Entries taken from a collection
━━━━

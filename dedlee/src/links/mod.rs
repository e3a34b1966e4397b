//! Link placeholder rewriting.
//!
//! Literal lines inside pages, paragraphs and actions may contain three
//! placeholder syntaxes, each turned into a link tag understood by the
//! story engine:
//!
//! - `[[ID]]TEXT[[]]` becomes `<turn to="ID">TEXT</turn>`
//! - `{[ID]}TEXT{[]}` becomes `<interact with="ID">TEXT</interact>`
//! - `((ID))TEXT(())` becomes `<show paragraph="ID">TEXT</show>`
//!
//! The rules run in that order, each as a global replace over one line, so
//! a later rule sees the output of the earlier ones. Only text whose direct
//! parent is a page, paragraph or action is touched.

use std::borrow::Cow;
use std::sync::LazyLock;

use regex::Regex;

use crate::Story;
use crate::markup::{Element, Node};
use crate::options::LinkCapture;

#[derive(Debug, Clone, Copy, PartialEq, Eq)]
pub enum LinkKind {
    /// Turn to another page.
    Turn,
    /// Interact with an object.
    Interact,
    /// Show a paragraph.
    Show,
}

impl LinkKind {
    pub const ORDER: [LinkKind; 3] = [LinkKind::Turn, LinkKind::Interact, LinkKind::Show];

    fn replacement(self) -> &'static str {
        match self {
            LinkKind::Turn => r#"<turn to="${1}">${2}</turn>"#,
            LinkKind::Interact => r#"<interact with="${1}">${2}</interact>"#,
            LinkKind::Show => r#"<show paragraph="${1}">${2}</show>"#,
        }
    }

    fn pattern(self, capture: LinkCapture) -> &'static Regex {
        let patterns = &*PATTERNS;
        let index = self as usize;
        match capture {
            LinkCapture::Greedy => &patterns.greedy[index],
            LinkCapture::Lazy => &patterns.lazy[index],
        }
    }
}

struct Patterns {
    greedy: [Regex; 3],
    lazy: [Regex; 3],
}

static PATTERNS: LazyLock<Patterns> = LazyLock::new(|| {
    let build = |open: &str, close: &str, end: &str, any: &str| {
        Regex::new(&format!("{open}({any}){close}({any}){end}")).expect("invalid link pattern")
    };
    let set = |any: &str| {
        [
            build(r"\[\[", r"\]\]", r"\[\[\]\]", any),
            build(r"\{\[", r"\]\}", r"\{\[\]\}", any),
            build(r"\(\(", r"\)\)", r"\(\(\)\)", any),
        ]
    };
    Patterns {
        greedy: set(".*"),
        lazy: set(".*?"),
    }
});

/// Apply the three link rules, in order, to one line of text.
pub fn rewrite_text(text: &str, capture: LinkCapture) -> Cow<'_, str> {
    let mut out = Cow::Borrowed(text);
    for kind in LinkKind::ORDER {
        let rewritten = match kind.pattern(capture).replace_all(&out, kind.replacement()) {
            Cow::Borrowed(_) => continue,
            Cow::Owned(rewritten) => rewritten,
        };
        out = Cow::Owned(rewritten);
    }
    out
}

/// Rewrite placeholders in every eligible text node under `nodes`.
/// Returns the number of text nodes that changed.
pub fn rewrite_nodes(nodes: &mut [Node], capture: LinkCapture) -> usize {
    let mut changed = 0;
    let mut pending: Vec<&mut Element> = nodes.iter_mut().filter_map(as_element).collect();
    while let Some(element) = pending.pop() {
        let Element { kind, children, .. } = element;
        let hosts_links = kind.hosts_links();
        for child in children {
            match child {
                Node::Element(nested) => pending.push(nested),
                Node::Text { content, .. } if hosts_links => {
                    let rewritten = match rewrite_text(content, capture) {
                        Cow::Borrowed(_) => continue,
                        Cow::Owned(rewritten) => rewritten,
                    };
                    log::debug!("rewrote links in <{}>: {}", kind.tag_name(), rewritten.trim());
                    *content = rewritten;
                    changed += 1;
                }
                _ => {}
            }
        }
    }
    changed
}

fn as_element(node: &mut Node) -> Option<&mut Element> {
    match node {
        Node::Element(element) => Some(element),
        _ => None,
    }
}

pub fn rewrite_story(story: &mut Story, capture: LinkCapture) -> usize {
    rewrite_nodes(&mut story.nodes, capture)
}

━━━━

- **EXERCISE GOAL**: Only lines containing the word "content" should appear in the answer, and every such line from the records above must be there.

- **RESPONSE TO THE TASK**:
                Node::Text { content, .. } if hosts_links => {
                    let rewritten = match rewrite_text(content, capture) {
                    *content = rewritten;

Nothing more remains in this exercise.